Voilà ce qui arrive quand on me pousse à sortir de mon état de déni ! Elle l'a cherché aussi, moi je voulais juste rentrer et manger…
- On doit parler, Maguro.
- Quoi ? Tu t'es reconvertie en psychologue ou quoi ? Je viens de tout t'expliquer maintenant je ne veux plus en parler et oublier ça.
- Tu ne comprends pas, viens.
Mon amie m'attire alors dans une ruelle sombre en regardant de droite à gauche.
- Quoi à la fin ? Tu commences à me faire peur ! –M'exclamais-je.
- Tsunade voulait garder le secret, mais j'ai pensé que tu voulais le savoir. On a capturé un membre de l'Akatsuki. –Elle laisse sa phrase en suspens et j'ai peur de la réponse.
- Qui ?
- Hoshigaki Kisame.
Mon sang se glace à l'entente de ce nom que je n'espérais plus jamais réentendre et après un petit temps d'arrêt, j'explose de rage.

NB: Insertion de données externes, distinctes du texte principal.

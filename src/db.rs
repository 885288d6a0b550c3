// ==========================================
// 物流管理系统 - SQLite 连接初始化
// ==========================================
// 目标:
// - 统一所有 Connection::open 的 PRAGMA 行为，保证外键约束在每个连接上生效
// - 统一 busy_timeout，减少并发写入时的偶发 busy 错误
// - 提供建库入口（migrations/v0.1_logistics_schema.sql）
// ==========================================

use rusqlite::Connection;
use rusqlite::OptionalExtension;
use std::path::Path;
use std::time::Duration;

/// 默认 busy_timeout（毫秒）
pub const DEFAULT_BUSY_TIMEOUT_MS: u64 = 5_000;

/// 当前代码所期望的 schema_version（与 `migrations/v0.*.sql` 对齐）
pub const CURRENT_SCHEMA_VERSION: i64 = 1;

const SCHEMA_SQL: &str = include_str!("../migrations/v0.1_logistics_schema.sql");

/// 配置 SQLite 连接的统一 PRAGMA
///
/// 说明：
/// - foreign_keys 需要“每个连接”单独开启
/// - busy_timeout 需要“每个连接”单独配置
pub fn configure_sqlite_connection(conn: &Connection) -> rusqlite::Result<()> {
    configure_sqlite_connection_with_timeout(conn, DEFAULT_BUSY_TIMEOUT_MS)
}

/// 配置 SQLite 连接（自定义 busy_timeout）
pub fn configure_sqlite_connection_with_timeout(
    conn: &Connection,
    busy_timeout_ms: u64,
) -> rusqlite::Result<()> {
    conn.execute_batch("PRAGMA foreign_keys = ON;")?;
    conn.busy_timeout(Duration::from_millis(busy_timeout_ms))?;
    Ok(())
}

/// 确保数据库文件所在目录存在
pub fn ensure_db_parent_dir(db_path: &str) -> std::io::Result<()> {
    match Path::new(db_path).parent() {
        Some(dir) if !dir.as_os_str().is_empty() => std::fs::create_dir_all(dir),
        _ => Ok(()),
    }
}

/// 初始化数据库结构（幂等，全部使用 IF NOT EXISTS）
pub fn init_schema(conn: &Connection) -> rusqlite::Result<()> {
    conn.execute_batch(SCHEMA_SQL)?;

    match read_schema_version(conn)? {
        Some(v) if v < CURRENT_SCHEMA_VERSION => {
            tracing::warn!(
                "数据库 schema_version={} 低于期望版本 {}，请执行迁移",
                v,
                CURRENT_SCHEMA_VERSION
            );
        }
        _ => {}
    }

    Ok(())
}

/// 读取 schema_version（若表不存在则返回 None）
pub fn read_schema_version(conn: &Connection) -> rusqlite::Result<Option<i64>> {
    let has_table: bool = conn
        .query_row(
            "SELECT 1 FROM sqlite_master WHERE type='table' AND name='schema_version' LIMIT 1",
            [],
            |_row| Ok(true),
        )
        .optional()?
        .unwrap_or(false);

    if !has_table {
        return Ok(None);
    }

    let v: Option<i64> = conn.query_row("SELECT MAX(version) FROM schema_version", [], |row| row.get(0))?;
    Ok(v)
}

- Tu te fiches de moi ? Depuis combien de temps ? Pourquoi personne ne m'as rien dit !
- A vrai dire, ils l'ont attrapé quand ils sont allés te récupérer. Je le sais car j'ai entendu une conversation de mon frère qui disait à Gai-sensei de ne surtout rien te dire, et de te faire croire qu'il s'était échappé en chemin, sur ordre de Tsunade. Car ils craignaient que tu ailles l'éliminer en sachant ça et par la même occasion te mettre en danger. J'imagine que Tsunade t'as donné une mission tout de suite après ton rétablissement, n'est-ce pas ?
- Tsunade m'as dit que c'était pour me changer les idées...

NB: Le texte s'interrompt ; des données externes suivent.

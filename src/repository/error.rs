// ==========================================
// 物流管理系统 - 仓储层错误类型
// ==========================================
// 工具: thiserror 派生宏
// 分类: 未找到 / 存储错误 (约束、连接、事务) / 校验错误
// ==========================================

use rusqlite::ffi;
use thiserror::Error;

/// 仓储层错误类型
#[derive(Error, Debug)]
pub enum RepositoryError {
    // ===== 数据库错误 =====
    #[error("记录未找到: {entity} with id={id}")]
    NotFound { entity: String, id: String },

    #[error("数据库连接失败: {0}")]
    DatabaseConnectionError(String),

    #[error("数据库锁获取失败: {0}")]
    LockError(String),

    #[error("数据库事务失败: {0}")]
    DatabaseTransactionError(String),

    #[error("数据库查询失败: {0}")]
    DatabaseQueryError(String),

    #[error("唯一约束违反: {0}")]
    UniqueConstraintViolation(String),

    #[error("外键约束违反: {0}")]
    ForeignKeyViolation(String),

    // ===== 数据质量错误 =====
    #[error("数据验证失败: {0}")]
    ValidationError(String),

    #[error("字段值错误 (field={field}): {message}")]
    FieldValueError { field: String, message: String },

    // ===== 通用错误 =====
    #[error(transparent)]
    Other(#[from] anyhow::Error),
}

impl RepositoryError {
    /// 构造未找到错误
    pub fn not_found(entity: &str, id: impl ToString) -> Self {
        RepositoryError::NotFound {
            entity: entity.to_string(),
            id: id.to_string(),
        }
    }

    /// 是否为存储层错误（约束违反、连接/事务/查询失败）
    pub fn is_storage_error(&self) -> bool {
        matches!(
            self,
            RepositoryError::DatabaseConnectionError(_)
                | RepositoryError::LockError(_)
                | RepositoryError::DatabaseTransactionError(_)
                | RepositoryError::DatabaseQueryError(_)
                | RepositoryError::UniqueConstraintViolation(_)
                | RepositoryError::ForeignKeyViolation(_)
        )
    }
}

// 实现 From<rusqlite::Error>
impl From<rusqlite::Error> for RepositoryError {
    fn from(err: rusqlite::Error) -> Self {
        match err {
            rusqlite::Error::SqliteFailure(code, msg) => {
                let msg = msg.unwrap_or_else(|| code.to_string());
                match code.extended_code {
                    ffi::SQLITE_CONSTRAINT_UNIQUE | ffi::SQLITE_CONSTRAINT_PRIMARYKEY => {
                        RepositoryError::UniqueConstraintViolation(msg)
                    }
                    ffi::SQLITE_CONSTRAINT_FOREIGNKEY => RepositoryError::ForeignKeyViolation(msg),
                    _ if msg.contains("UNIQUE") => RepositoryError::UniqueConstraintViolation(msg),
                    _ if msg.contains("FOREIGN KEY") => RepositoryError::ForeignKeyViolation(msg),
                    _ => RepositoryError::DatabaseQueryError(msg),
                }
            }
            rusqlite::Error::QueryReturnedNoRows => RepositoryError::NotFound {
                entity: "Unknown".to_string(),
                id: "Unknown".to_string(),
            },
            _ => RepositoryError::DatabaseQueryError(err.to_string()),
        }
    }
}

/// Result 类型别名
pub type RepositoryResult<T> = Result<T, RepositoryError>;

#[cfg(test)]
mod tests {
    use super::*;
    use rusqlite::Connection;

    fn setup() -> Connection {
        let conn = Connection::open_in_memory().unwrap();
        conn.execute_batch(
            r#"
            PRAGMA foreign_keys = ON;
            CREATE TABLE parent (id INTEGER PRIMARY KEY, code TEXT UNIQUE);
            CREATE TABLE child (id INTEGER PRIMARY KEY, parentId INTEGER NOT NULL REFERENCES parent(id));
            INSERT INTO parent (id, code) VALUES (1, 'A');
            "#,
        )
        .unwrap();
        conn
    }

    #[test]
    fn test_unique_violation_is_classified() {
        let conn = setup();
        let err: RepositoryError = conn
            .execute("INSERT INTO parent (id, code) VALUES (2, 'A')", [])
            .unwrap_err()
            .into();
        assert!(matches!(err, RepositoryError::UniqueConstraintViolation(_)));
        assert!(err.is_storage_error());
    }

    #[test]
    fn test_foreign_key_violation_is_classified() {
        let conn = setup();
        let err: RepositoryError = conn
            .execute("INSERT INTO child (parentId) VALUES (99)", [])
            .unwrap_err()
            .into();
        assert!(matches!(err, RepositoryError::ForeignKeyViolation(_)));
        assert!(err.is_storage_error());
    }

    #[test]
    fn test_validation_is_not_storage_error() {
        let err = RepositoryError::ValidationError("x".to_string());
        assert!(!err.is_storage_error());
        assert!(!RepositoryError::not_found("Order", 1).is_storage_error());
    }
}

- C'est pour ne pas que tu te rendes compte de ce qui se trame ! Mais je ne peux pas te mentir, ils comptent t'envoyer en mission le plus longtemps possible sans interruption pour te tenir éloignée du village.
- Ils m'ont TOUS menti ! Kiba, Neji, Shino, Tsunade, IRUKA ! Ils m'ont tous regardée dans les yeux et ils m'ont menti... –M'écriai-je folle de rage.

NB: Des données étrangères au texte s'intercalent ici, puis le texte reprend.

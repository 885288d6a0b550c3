// ==========================================
// 物流管理系统 - 冰箱登记仓储
// ==========================================
// 红线: Repository 不含业务逻辑
// ==========================================

use crate::domain::refrigerator::Refrigerator;
use crate::repository::error::{RepositoryError, RepositoryResult};
use rusqlite::{params, Connection, OptionalExtension, Result as SqliteResult, Row};
use std::sync::{Arc, Mutex};

const SELECT_COLUMNS: &str = r#"
    SELECT
        id, serialNumber, brand, model, facilityId,
        createdBy, modifiedBy, createdDate, modifiedDate
    FROM refrigerators
"#;

// ==========================================
// RefrigeratorRepository - 冰箱仓储
// ==========================================
/// 冰箱仓储
/// 职责: 管理 refrigerators 表的写入与查询
pub struct RefrigeratorRepository {
    conn: Arc<Mutex<Connection>>,
}

impl RefrigeratorRepository {
    pub fn new(conn: Arc<Mutex<Connection>>) -> Self {
        Self { conn }
    }

    fn get_conn(&self) -> RepositoryResult<std::sync::MutexGuard<Connection>> {
        self.conn
            .lock()
            .map_err(|e| RepositoryError::LockError(e.to_string()))
    }

    /// 登记冰箱
    ///
    /// # 返回
    /// - Ok(i64): 生成的冰箱 id
    /// - Err(UniqueConstraintViolation): 同一机构下序列号重复
    /// - Err(ForeignKeyViolation): 机构不存在
    pub fn insert(&self, refrigerator: &Refrigerator) -> RepositoryResult<i64> {
        let conn = self.get_conn()?;
        conn.execute(
            r#"
            INSERT INTO refrigerators (
                serialNumber, brand, model, facilityId, createdBy, modifiedBy
            ) VALUES (?1, ?2, ?3, ?4, ?5, ?6)
            "#,
            params![
                refrigerator.serial_number,
                refrigerator.brand,
                refrigerator.model,
                refrigerator.facility_id,
                refrigerator.created_by,
                refrigerator.modified_by,
            ],
        )?;
        let id = conn.last_insert_rowid();
        tracing::debug!(
            refrigerator_id = id,
            facility_id = refrigerator.facility_id,
            "冰箱已登记: {}",
            refrigerator.serial_number
        );
        Ok(id)
    }

    pub fn find_by_id(&self, id: i64) -> RepositoryResult<Option<Refrigerator>> {
        let conn = self.get_conn()?;
        let sql = format!("{} WHERE id = ?1", SELECT_COLUMNS);
        let refrigerator = conn
            .query_row(&sql, params![id], Self::map_row)
            .optional()?;
        Ok(refrigerator)
    }

    /// 按机构 + 序列号查询
    pub fn find_by_serial_number(
        &self,
        facility_id: i64,
        serial_number: &str,
    ) -> RepositoryResult<Option<Refrigerator>> {
        let conn = self.get_conn()?;
        let sql = format!("{} WHERE facilityId = ?1 AND serialNumber = ?2", SELECT_COLUMNS);
        let refrigerator = conn
            .query_row(&sql, params![facility_id, serial_number], Self::map_row)
            .optional()?;
        Ok(refrigerator)
    }

    /// 查询机构下全部冰箱（按序列号排序）
    pub fn find_by_facility_id(&self, facility_id: i64) -> RepositoryResult<Vec<Refrigerator>> {
        let conn = self.get_conn()?;
        let sql = format!("{} WHERE facilityId = ?1 ORDER BY serialNumber", SELECT_COLUMNS);
        let mut stmt = conn.prepare(&sql)?;
        let refrigerators = stmt
            .query_map(params![facility_id], Self::map_row)?
            .collect::<SqliteResult<Vec<Refrigerator>>>()?;
        Ok(refrigerators)
    }

    fn map_row(row: &Row) -> SqliteResult<Refrigerator> {
        Ok(Refrigerator {
            id: Some(row.get(0)?),
            serial_number: row.get(1)?,
            brand: row.get(2)?,
            model: row.get(3)?,
            facility_id: row.get(4)?,
            created_by: row.get(5)?,
            modified_by: row.get(6)?,
            created_date: row.get(7)?,
            modified_date: row.get(8)?,
        })
    }
}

Tout s'explique, l'air bizarre de Kiba, Neji et Shino encore plus taciturnes que d'habitude, Gai-sensei introuvable, même au gymnase... Mais le pire, c'est Iruka qui prétexte se soucier de moi et de Naruto alors qu'il me ment allègrement, mon propre frère. Ils m'ont tous trahie et je ne leur pardonnerais jamais.
- Maguro, je comprends ta colère mais...
- Mais quoi ! Je suis l'idiote du village à qui on ne dit rien sous prétexte de "protection" hein ?
- Tu sais que c'est faux…
Je vois dans le regard d'onyx de mon amie que mes propos l'effraient, elle doit regretter de m'avoir révélé le pot aux roses.
- Écoutes, je te remercie d'avoir été honnête avec moi Kafuku, je vais te laisser. –Dis-je, la mine sombre.
- Je dois retourner en mission, l'Akatsuki s'agite en ce moment... Ne fais rien de stupide d'accord ?
Mon amie pose une main sur mon épaule et me lance un regard compatissant. Je me recule et m'en vais sans demander mon reste. Je la déteste à ce moment-là elle aussi, je ne veux pas de sa pitié. Je les déteste tous, sans exception. Si seulement Naruto avait été là et pas en cavale après cet abruti de Sasuke, ça ne serait pas passé comme ça, j'en suis certaine ! Il n'aurait jamais laissé faire un truc pareil.
De toute façon, ma décision est prise, je vais aller à la prison et en finir moi-même avec ce monstre. Quitte à être considérée comme une déserteuse, j'en ai rien à faire, je vais me venger, je dois me venger. De toute façon je ne veux pas rester dans un village où tout le monde me ment, même mon Hokage.